Simon Armitage's latest poetry collection takes wicked pleasure in the bizarre detail of ordinary lives, says Kate Kellaway

Is it a dog? Is it a horse? Or is it a poem by Simon Armitage? To say these poems resist classification is an understatement: they are wonderful, exuberant, unsettling entertainments that exist on their own terms. His voice – and its unsubdued wit – is unique. "Poodles" (a short and gruff poem, most of the pieces are longer) is about a dog convinced that he is a horse. The language at the start – "daft" and "cute" – talks one into a false sense of security: nothing world-shattering can happen with words like these around.

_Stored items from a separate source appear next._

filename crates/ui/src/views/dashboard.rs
use std::sync::Arc;

#[cfg(test)]
use std::cell::RefCell;
#[cfg(test)]
use std::rc::Rc;

use dioxus::prelude::*;
use learnify_core::FactSession;
use learnify_core::model::Topic;
use services::DashboardSnapshot;

use crate::context::AppContext;
use crate::views::{
    Header, ProgressPanel, TopicGrid, TopicModal, ViewError, ViewState, WeeklyGoalCard,
    view_state_from_resource,
};
use crate::vm::FactModalVm;

#[component]
pub fn DashboardView() -> Element {
    let ctx = use_context::<AppContext>();
    let dashboard = ctx.dashboard();
    let facts = ctx.facts();

    let resource = use_resource(move || {
        let dashboard = Arc::clone(&dashboard);
        async move {
            dashboard.load().await.map_err(|err| {
                tracing::error!(error = %err, "failed to load dashboard");
                ViewError::Unknown
            })
        }
    });
    let state = view_state_from_resource(resource);
    let session = use_signal(FactSession::new);

    let on_select = use_callback(move |topic: Topic| {
        let mut session = session;
        tracing::debug!(topic = topic.title(), "opened topic");
        session.write().select(topic);
    });
    let on_close = use_callback(move |()| {
        let mut session = session;
        session.write().close();
    });
    let on_generate = use_callback(move |()| {
        let mut session = session;
        let Some(request) = session.write().begin_generate() else {
            return;
        };
        let facts = Arc::clone(&facts);
        spawn(async move {
            let outcome = facts.fetch_outcome(&request.topic).await;
            if !session.write().complete(request.ticket, outcome) {
                tracing::debug!(
                    ticket = request.ticket.value(),
                    "dropped fun fact for a closed or superseded request"
                );
            }
        });
    });

    #[cfg(test)]
    {
        let mut registered = use_signal(|| false);
        if !registered() {
            registered.set(true);
            if let Some(handles) = try_consume_context::<DashboardTestHandles>() {
                handles.register(on_select, on_close, on_generate, session);
            }
        }
    }

    let modal = FactModalVm::from_session(&session.read());

    rsx! {
        match state {
            ViewState::Idle | ViewState::Loading => rsx! {
                p { class: "dashboard-status", "Loading..." }
            },
            ViewState::Error(err) => rsx! {
                div { class: "dashboard-error",
                    p { "{err.message()}" }
                    button {
                        r#type: "button",
                        onclick: move |_| {
                            let mut resource = resource;
                            resource.restart();
                        },
                        "Retry"
                    }
                }
            },
            ViewState::Ready(snapshot) => rsx! {
                DashboardPage { snapshot, on_select }
            },
        }
        if let Some(modal) = modal {
            TopicModal { modal, on_close, on_generate }
        }
    }
}

#[component]
fn DashboardPage(snapshot: DashboardSnapshot, on_select: Callback<Topic>) -> Element {
    let DashboardSnapshot {
        profile,
        topics,
        progress,
        goal,
        trend_percent,
    } = snapshot;

    rsx! {
        Header {
            avatar_initials: profile.avatar_initials().to_string(),
            learner_name: profile.name().to_string(),
        }
        main { class: "dashboard",
            section { class: "welcome",
                h1 { "Welcome Back, {profile.name()}!" }
                p { "Ready for a new adventure in learning?" }
            }
            div { class: "dashboard__columns",
                div { class: "dashboard__main",
                    TopicGrid { topics, on_select }
                    WeeklyGoalCard { goal, trend_percent }
                }
                aside { class: "dashboard__side",
                    ProgressPanel { items: progress }
                }
            }
        }
    }
}

#[cfg(test)]
#[derive(Clone, Default)]
pub(crate) struct DashboardTestHandles {
    select: Rc<RefCell<Option<Callback<Topic>>>>,
    close: Rc<RefCell<Option<Callback<()>>>>,
    generate: Rc<RefCell<Option<Callback<()>>>>,
    session: Rc<RefCell<Option<Signal<FactSession>>>>,
}

#[cfg(test)]
impl DashboardTestHandles {
    pub(crate) fn register(
        &self,
        select: Callback<Topic>,
        close: Callback<()>,
        generate: Callback<()>,
        session: Signal<FactSession>,
    ) {
        *self.select.borrow_mut() = Some(select);
        *self.close.borrow_mut() = Some(close);
        *self.generate.borrow_mut() = Some(generate);
        *self.session.borrow_mut() = Some(session);
    }

    pub(crate) fn select(&self) -> Callback<Topic> {
        (*self.select.borrow()).expect("select registered")
    }

    pub(crate) fn close(&self) -> Callback<()> {
        (*self.close.borrow()).expect("close registered")
    }

    pub(crate) fn generate(&self) -> Callback<()> {
        (*self.generate.borrow()).expect("generate registered")
    }

    pub(crate) fn session(&self) -> Signal<FactSession> {
        (*self.session.borrow()).expect("session registered")
    }
}
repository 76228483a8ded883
use dioxus::prelude::*;

#[derive(Clone, Copy, Debug, PartialEq, Eq)]
enum NavLink {
    Home,
    Topics,
    Quizzes,
}

impl NavLink {
    const ALL: [Self; 3] = [Self::Home, Self::Topics, Self::Quizzes];

    fn label(self) -> &'static str {
        match self {
            Self::Home => "Home",
            Self::Topics => "Topics",
            Self::Quizzes => "Quizzes",
        }
    }
}

/// Top bar with the product mark, section links and the learner's avatar.
///
/// The links only track which one is highlighted; there is a single page.
#[component]
pub fn Header(avatar_initials: String, learner_name: String) -> Element {
    let mut active = use_signal(|| NavLink::Home);

    rsx! {
        header { class: "app-header",
            div { class: "app-header__inner",
                div { class: "brand",
                    span { class: "brand__mark", "L" }
                    span { class: "brand__name", "Learnify" }
                }
                nav { class: "nav",
                    for link in NavLink::ALL {
                        a {
                            key: "{link.label()}",
                            href: "#",
                            class: if active() == link { "nav__link nav__link--active" } else { "nav__link" },
                            onclick: move |evt: MouseEvent| {
                                evt.prevent_default();
                                active.set(link);
                            },
                            "{link.label()}"
                        }
                    }
                }
                div {
                    class: "avatar",
                    title: "{learner_name}",
                    "aria-label": "User Avatar",
                    "{avatar_initials}"
                }
            }
        }
    }
}
use std::sync::Arc;

use async_trait::async_trait;
use learnify_core::fact::FAILED_FACT_MESSAGE;
use learnify_core::model::{ColorMode, LearnerProfile, ProgressItem, Topic, WeeklyGoal};
use storage::repository::{CatalogRepository, InMemoryCatalog, StorageError};
use storage::seed::mock_catalog;

use super::test_harness::{ViewHarness, ViewKind, setup_view_harness, setup_view_harness_with_catalog};
use crate::vm::{GENERATE_LABEL, GENERATING_LABEL};

async fn render_when(harness: &mut ViewHarness, needle: &str) -> String {
    let found = harness.drive_until(|h| h.render().contains(needle)).await;
    let html = harness.render();
    assert!(found, "missing {needle} in {html}");
    html
}

fn animal_topic() -> Topic {
    mock_catalog()
        .topics
        .into_iter()
        .find(|record| record.title == "Animal Kingdom")
        .and_then(|record| record.into_topic().ok())
        .expect("seeded topic")
}

#[tokio::test(flavor = "current_thread")]
async fn dashboard_smoke_renders_catalog() {
    let mut harness = setup_view_harness(ViewKind::Dashboard);
    harness.rebuild();

    let html = render_when(&mut harness, "Featured Topics").await;
    for expected in [
        "Welcome Back, Alex!",
        "Learnify",
        "Fun with Math",
        "Creative Stories",
        "Your Progress",
        "Math Puzzles",
        "75%",
        "width: 60%",
        "Weekly Goal Progress",
        "You've studied 240 out of 300 minutes.",
        "Trending up by 15% this week",
        "nav__link nav__link--active",
    ] {
        assert!(html.contains(expected), "missing {expected} in {html}");
    }
    assert!(!html.contains("modal-backdrop"), "modal open too early in {html}");
}

#[tokio::test(flavor = "current_thread")]
async fn selecting_topic_opens_modal_and_generate_falls_back() {
    let mut harness = setup_view_harness(ViewKind::Dashboard);
    harness.rebuild();
    render_when(&mut harness, "Featured Topics").await;

    let handles = harness.handles.clone();
    harness.in_runtime(|| handles.select().call(animal_topic()));
    let html = render_when(&mut harness, "modal-backdrop").await;
    assert!(html.contains("Discover amazing animals and their homes."), "{html}");
    assert!(html.contains(GENERATE_LABEL), "{html}");
    assert!(!html.contains("modal__result"), "{html}");
    assert!(html.contains(r#"tabindex="-1""#), "backdrop not focusable in {html}");

    harness.in_runtime(|| handles.generate().call(()));
    let loading = harness.in_runtime(|| handles.session().peek().is_loading());
    assert!(loading);
    // A second press while loading is ignored.
    harness.in_runtime(|| handles.generate().call(()));

    let html = render_when(&mut harness, FAILED_FACT_MESSAGE).await;
    assert!(!html.contains(GENERATING_LABEL), "{html}");
    assert!(html.contains(GENERATE_LABEL), "{html}");

    harness.in_runtime(|| handles.close().call(()));
    let closed = harness
        .drive_until(|h| !h.render().contains("modal-backdrop"))
        .await;
    assert!(closed, "modal still open in {}", harness.render());
    let session = harness.in_runtime(|| handles.session().peek().clone());
    assert!(!session.is_open());
    assert_eq!(session.content(), "");
}

#[tokio::test(flavor = "current_thread")]
async fn reopening_clears_previous_fact() {
    let mut harness = setup_view_harness(ViewKind::Dashboard);
    harness.rebuild();
    render_when(&mut harness, "Featured Topics").await;

    let handles = harness.handles.clone();
    harness.in_runtime(|| handles.select().call(animal_topic()));
    harness.in_runtime(|| handles.generate().call(()));
    render_when(&mut harness, FAILED_FACT_MESSAGE).await;

    harness.in_runtime(|| handles.select().call(animal_topic()));
    let cleared = harness
        .drive_until(|h| !h.render().contains(FAILED_FACT_MESSAGE))
        .await;
    assert!(cleared, "stale fact shown in {}", harness.render());
    assert!(harness.render().contains("modal-backdrop"));
}

struct FailingCatalog;

#[async_trait]
impl CatalogRepository for FailingCatalog {
    async fn learner_profile(&self) -> Result<LearnerProfile, StorageError> {
        Err(StorageError::Io("offline".to_string()))
    }

    async fn list_topics(&self) -> Result<Vec<Topic>, StorageError> {
        Err(StorageError::Io("offline".to_string()))
    }

    async fn list_progress(&self) -> Result<Vec<ProgressItem>, StorageError> {
        Err(StorageError::Io("offline".to_string()))
    }

    async fn weekly_goal(&self) -> Result<WeeklyGoal, StorageError> {
        Err(StorageError::Io("offline".to_string()))
    }

    async fn weekly_trend_percent(&self) -> Result<i32, StorageError> {
        Err(StorageError::Io("offline".to_string()))
    }
}

#[tokio::test(flavor = "current_thread")]
async fn dashboard_smoke_renders_error_state() {
    let mut harness =
        setup_view_harness_with_catalog(ViewKind::Dashboard, Arc::new(FailingCatalog), None);
    harness.rebuild();
    let html = render_when(&mut harness, "Something went wrong").await;
    assert!(html.contains("Retry"), "missing retry in {html}");
}

#[tokio::test(flavor = "current_thread")]
async fn shell_follows_color_preference() {
    let mut harness = setup_view_harness_with_catalog(
        ViewKind::Shell,
        Arc::new(InMemoryCatalog::seeded()),
        Some(ColorMode::Dark),
    );
    harness.rebuild();
    let html = harness.render();
    assert!(html.contains("app-root dark"), "missing dark class in {html}");

    harness.preference.set(Some(ColorMode::Light));
    let html = render_when(&mut harness, r#"data-theme="light""#).await;
    assert!(!html.contains("app-root dark"), "{html}");

    harness.preference.set(None);
    harness.preference.set(Some(ColorMode::Dark));
    render_when(&mut harness, "app-root dark").await;
}

#[tokio::test(flavor = "current_thread")]
async fn unavailable_preference_renders_light() {
    let mut harness = setup_view_harness(ViewKind::Shell);
    harness.rebuild();
    let html = harness.render();
    assert!(html.contains(r#"class="app-root""#), "{html}");
    assert!(html.contains(r#"data-theme="light""#), "{html}");
}
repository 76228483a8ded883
use std::fmt;
use std::str::FromStr;

use thiserror::Error;

#[derive(Debug, Error, Clone, PartialEq, Eq)]
#[error("unknown color mode: {0}")]
pub struct ColorModeParseError(pub String);

/// The light/dark palette applied to the whole dashboard.
#[derive(Debug, Clone, Copy, Default, PartialEq, Eq, Hash)]
pub enum ColorMode {
    #[default]
    Light,
    Dark,
}

impl ColorMode {
    #[must_use]
    pub const fn is_dark(self) -> bool {
        matches!(self, Self::Dark)
    }

    #[must_use]
    pub const fn as_str(self) -> &'static str {
        match self {
            Self::Light => "light",
            Self::Dark => "dark",
        }
    }
}

impl fmt::Display for ColorMode {
    fn fmt(&self, f: &mut fmt::Formatter<'_>) -> fmt::Result {
        f.write_str(self.as_str())
    }
}

impl FromStr for ColorMode {
    type Err = ColorModeParseError;

    fn from_str(s: &str) -> Result<Self, Self::Err> {
        match s.trim().to_ascii_lowercase().as_str() {
            "light" => Ok(Self::Light),
            "dark" => Ok(Self::Dark),
            other => Err(ColorModeParseError(other.to_string())),
        }
    }
}
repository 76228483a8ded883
use dioxus::prelude::*;

use crate::vm::FactModalVm;

/// Dialog for the selected topic. Clicking the backdrop, the close button or
/// pressing Escape closes it; clicks inside the dialog do not.
#[component]
pub fn TopicModal(modal: FactModalVm, on_close: Callback<()>, on_generate: Callback<()>) -> Element {
    let topic = &modal.topic;

    rsx! {
        div {
            class: "modal-backdrop",
            tabindex: "-1",
            // Focus the backdrop so key presses reach it before anything inside is focused.
            onmounted: move |evt: MountedEvent| async move {
                if let Err(err) = evt.set_focus(true).await {
                    tracing::debug!(error = ?err, "could not focus topic dialog");
                }
            },
            onclick: move |_| on_close.call(()),
            onkeydown: move |evt: KeyboardEvent| {
                if dismisses_modal(&evt.key()) {
                    on_close.call(());
                }
            },
            div {
                class: "modal",
                role: "dialog",
                "aria-modal": "true",
                "aria-label": "{topic.title}",
                onclick: move |evt: MouseEvent| evt.stop_propagation(),
                button {
                    class: "modal__close",
                    r#type: "button",
                    "aria-label": "Close",
                    onclick: move |_| on_close.call(()),
                    "×"
                }
                div { class: "modal__heading",
                    div { class: "{topic.badge_class}", dangerous_inner_html: "{topic.icon_svg}" }
                    div {
                        h2 { class: "modal__title", "{topic.title}" }
                        p { class: "modal__description", "{topic.description}" }
                    }
                }
                div { class: "modal__actions",
                    button {
                        class: "fact-button",
                        r#type: "button",
                        disabled: modal.button_disabled,
                        onclick: move |_| on_generate.call(()),
                        "✨ {modal.button_label}"
                    }
                }
                if let Some(content) = modal.content.as_ref() {
                    div { class: "modal__result",
                        p { "{content}" }
                    }
                }
            }
        }
    }
}

fn dismisses_modal(key: &Key) -> bool {
    *key == Key::Escape
}
use std::f64::consts::PI;

use learnify_core::model::WeeklyGoal;

const GAUGE_RADIUS: f64 = 90.0;
const GAUGE_STROKE: f64 = 20.0;

/// Static labels of the weekly goal card. The animated counter is kept
/// separately by the view.
#[derive(Clone, Debug, PartialEq, Eq)]
pub struct GoalGaugeVm {
    pub percentage: u8,
    pub show_trophy: bool,
    pub studied_label: String,
    pub trend_label: String,
    pub trend_up: bool,
}

impl GoalGaugeVm {
    #[must_use]
    pub fn new(goal: WeeklyGoal, trend_percent: i32) -> Self {
        let trend_label = match trend_percent {
            0 => "Holding steady this week".to_string(),
            up if up > 0 => format!("Trending up by {up}% this week"),
            down => format!("Trending down by {}% this week", down.unsigned_abs()),
        };
        Self {
            percentage: goal.percentage(),
            show_trophy: goal.trophy_earned(),
            studied_label: format!(
                "You've studied {} out of {} minutes.",
                goal.achieved_minutes(),
                goal.goal_minutes()
            ),
            trend_label,
            trend_up: trend_percent > 0,
        }
    }
}

/// Radial gauge drawn clockwise from twelve o'clock, filled to `displayed`
/// percent (clamped to 100).
#[must_use]
pub fn gauge_svg(displayed: u8) -> String {
    let circumference = 2.0 * PI * GAUGE_RADIUS;
    let filled = circumference * f64::from(displayed.min(100)) / 100.0;
    let center = GAUGE_RADIUS + GAUGE_STROKE / 2.0;
    let size = center * 2.0;
    format!(
        concat!(
            r#"<svg class="gauge-svg" xmlns="http://www.w3.org/2000/svg" viewBox="0 0 {size} {size}">"#,
            r#"<defs><linearGradient id="goalGradient" x1="0" y1="0" x2="0" y2="1">"#,
            r##"<stop offset="0%" stop-color="#22c55e"/><stop offset="100%" stop-color="#86efac"/>"##,
            "</linearGradient></defs>",
            r#"<circle class="gauge-track" cx="{c}" cy="{c}" r="{r}" fill="none" stroke-width="{w}"/>"#,
            r#"<circle class="gauge-bar pulse-animation-green" cx="{c}" cy="{c}" r="{r}" fill="none" "#,
            r#"stroke="url(#goalGradient)" stroke-width="{w}" stroke-linecap="round" "#,
            r#"stroke-dasharray="{filled:.2} {circumference:.2}" transform="rotate(-90 {c} {c})"/>"#,
            "</svg>"
        ),
        size = size,
        c = center,
        r = GAUGE_RADIUS,
        w = GAUGE_STROKE,
        filled = filled,
        circumference = circumference,
    )
}
use std::sync::Arc;

use storage::repository::Storage;

use crate::dashboard_service::DashboardService;
use crate::fact_service::{FactService, FactServiceConfig};
use crate::theme::{PreferenceSource, ThemeSynchronizer};

/// Assembles app-facing services from storage and configuration.
#[derive(Clone)]
pub struct AppServices {
    dashboard: Arc<DashboardService>,
    facts: Arc<FactService>,
    theme: ThemeSynchronizer,
    preference: Arc<dyn PreferenceSource>,
}

impl AppServices {
    #[must_use]
    pub fn new(
        storage: &Storage,
        fact_config: Option<FactServiceConfig>,
        preference: Arc<dyn PreferenceSource>,
    ) -> Self {
        let facts = FactService::new(fact_config);
        if !facts.enabled() {
            tracing::warn!("no API key configured; fun facts will show the fallback message");
        }

        Self {
            dashboard: Arc::new(DashboardService::new(Arc::clone(&storage.catalog))),
            facts: Arc::new(facts),
            theme: ThemeSynchronizer::new(),
            preference,
        }
    }

    #[must_use]
    pub fn dashboard(&self) -> Arc<DashboardService> {
        Arc::clone(&self.dashboard)
    }

    #[must_use]
    pub fn facts(&self) -> Arc<FactService> {
        Arc::clone(&self.facts)
    }

    #[must_use]
    pub fn theme(&self) -> ThemeSynchronizer {
        self.theme.clone()
    }

    #[must_use]
    pub fn preference(&self) -> Arc<dyn PreferenceSource> {
        Arc::clone(&self.preference)
    }
}
#![forbid(unsafe_code)]

pub mod fact;
pub mod model;

pub use fact::{FactOutcome, FactPhase, FactRequest, FactSession, FactTicket};
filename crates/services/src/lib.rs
#![forbid(unsafe_code)]

pub mod app_services;
pub mod dashboard_service;
pub mod error;
pub mod fact_service;
pub mod theme;

pub use app_services::AppServices;
pub use dashboard_service::{DashboardService, DashboardSnapshot};
pub use error::{DashboardError, FactError};
pub use fact_service::{
    API_KEY_VAR, BASE_URL_VAR, FactService, FactServiceConfig, MODEL_VAR, TIMEOUT_SECS_VAR,
};
pub use theme::{
    DEFAULT_POLL_INTERVAL, ManualPreference, PreferenceSource, SystemPreference, ThemeSubscription,
    ThemeSynchronizer,
};
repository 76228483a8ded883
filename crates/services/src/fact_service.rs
use std::time::Duration;

use learnify_core::fact::{FACT_SYSTEM_INSTRUCTION, fact_query};
use learnify_core::model::Topic;
use learnify_core::FactOutcome;
use reqwest::Client;
use serde::Serialize;
use serde_json::Value;

use crate::error::FactError;

pub const DEFAULT_BASE_URL: &str = "https://generativelanguage.googleapis.com/v1beta";
pub const DEFAULT_MODEL: &str = "gemini-2.5-flash-preview-05-20";
pub const DEFAULT_TIMEOUT_SECS: u64 = 20;

pub const API_KEY_VAR: &str = "LEARNIFY_AI_API_KEY";
pub const BASE_URL_VAR: &str = "LEARNIFY_AI_BASE_URL";
pub const MODEL_VAR: &str = "LEARNIFY_AI_MODEL";
pub const TIMEOUT_SECS_VAR: &str = "LEARNIFY_AI_TIMEOUT_SECS";

const FACT_TEXT_POINTER: &str = "/candidates/0/content/parts/0/text";
const API_KEY_HEADER: &str = "x-goog-api-key";

#[derive(Clone, Debug)]
pub struct FactServiceConfig {
    pub base_url: String,
    pub api_key: String,
    pub model: String,
    pub timeout: Duration,
}

impl FactServiceConfig {
    #[must_use]
    pub fn new(api_key: impl Into<String>) -> Self {
        Self {
            base_url: DEFAULT_BASE_URL.into(),
            api_key: api_key.into(),
            model: DEFAULT_MODEL.into(),
            timeout: Duration::from_secs(DEFAULT_TIMEOUT_SECS),
        }
    }

    /// Build the configuration from `LEARNIFY_AI_*` settings, falling back to defaults
    /// for anything missing. An unparsable or zero timeout uses the default.
    ///
    /// Returns `None` when the API key is missing or blank.
    #[must_use]
    pub fn from_lookup(lookup: impl Fn(&str) -> Option<String>) -> Option<Self> {
        let api_key = lookup(API_KEY_VAR).filter(|key| !key.trim().is_empty())?;
        let mut config = Self::new(api_key);
        if let Some(base_url) = lookup(BASE_URL_VAR) {
            config.base_url = base_url;
        }
        if let Some(model) = lookup(MODEL_VAR) {
            config.model = model;
        }
        if let Some(secs) = lookup(TIMEOUT_SECS_VAR)
            .and_then(|value| value.trim().parse::<u64>().ok())
            .filter(|secs| *secs > 0)
        {
            config.timeout = Duration::from_secs(secs);
        }
        Some(config)
    }

    fn endpoint(&self) -> String {
        format!(
            "{}/models/{}:generateContent",
            self.base_url.trim_end_matches('/'),
            self.model
        )
    }
}

/// Asks the text-generation API for one child-friendly fun fact.
#[derive(Clone)]
pub struct FactService {
    client: Client,
    config: Option<FactServiceConfig>,
}

impl FactService {
    #[must_use]
    pub fn new(config: Option<FactServiceConfig>) -> Self {
        Self {
            client: Client::new(),
            config,
        }
    }

    #[must_use]
    pub fn enabled(&self) -> bool {
        self.config.is_some()
    }

    /// Request a fun fact about `topic`.
    ///
    /// # Errors
    ///
    /// Returns `FactError` when the service is disabled, the request fails or
    /// times out, the status is not 2xx, the body is not JSON, or no fact text
    /// can be found in the response.
    pub async fn generate(&self, topic: &Topic) -> Result<String, FactError> {
        let config = self.config.as_ref().ok_or(FactError::Disabled)?;
        let payload = GenerateRequest::for_topic(topic);

        let response = self
            .client
            .post(config.endpoint())
            .header(API_KEY_HEADER, config.api_key.as_str())
            .timeout(config.timeout)
            .json(&payload)
            .send()
            .await?;

        if !response.status().is_success() {
            return Err(FactError::HttpStatus(response.status()));
        }

        let body = response.bytes().await?;
        let value: Value = serde_json::from_slice(&body)?;
        extract_fact(&value).ok_or(FactError::EmptyResponse)
    }

    /// Like [`FactService::generate`], but collapses every error into the
    /// outcome shown to the learner. Errors are logged here and go no further.
    pub async fn fetch_outcome(&self, topic: &Topic) -> FactOutcome {
        match self.generate(topic).await {
            Ok(text) => FactOutcome::Fact(text),
            Err(FactError::EmptyResponse) => {
                tracing::info!(topic = topic.title(), "fact response had no text");
                FactOutcome::Empty
            }
            Err(err) => {
                tracing::warn!(topic = topic.title(), error = %err, "fun fact request failed");
                FactOutcome::Failed
            }
        }
    }
}

fn extract_fact(value: &Value) -> Option<String> {
    value
        .pointer(FACT_TEXT_POINTER)
        .and_then(Value::as_str)
        .filter(|text| !text.trim().is_empty())
        .map(str::to_owned)
}

#[derive(Debug, Serialize)]
#[serde(rename_all = "camelCase")]
struct GenerateRequest {
    contents: Vec<RequestContent>,
    system_instruction: RequestContent,
}

impl GenerateRequest {
    fn for_topic(topic: &Topic) -> Self {
        Self {
            contents: vec![RequestContent::text(fact_query(topic))],
            system_instruction: RequestContent::text(FACT_SYSTEM_INSTRUCTION.to_string()),
        }
    }
}

#[derive(Debug, Serialize)]
struct RequestContent {
    parts: Vec<RequestPart>,
}

impl RequestContent {
    fn text(text: String) -> Self {
        Self {
            parts: vec![RequestPart { text }],
        }
    }
}

#[derive(Debug, Serialize)]
struct RequestPart {
    text: String,
}
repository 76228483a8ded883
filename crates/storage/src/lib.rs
#![forbid(unsafe_code)]

pub mod repository;
pub mod seed;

Paul Batchelor falls for Simon Armitage's fishy fairytales

Seeing Stars is as disorienting as its title promises, a wildly inventive mix of satire, fantasy, comedy and horror. In a series of vignettes that hover somewhere between poetry and prose, we see a young James Cameron discover that his family and friends are actually actors working for the government; we meet a man who puts on more weight the less he eats; and we hear from a Mumbai balloon seller who inadvertently sells his soul by blowing up his last balloon. Armitage changes gear and switches genre with headlong abandon, driving the reader on through an utterly unpredictable world. These are the fairytales of middle age: fantastic and cruel, they tell of small, crabbed lives confronted by surreal twists of fate. There are few happy endings. While many pieces are laugh-out-loud funny, the humour is closer to the League of Gentlemen than Alan Bennett.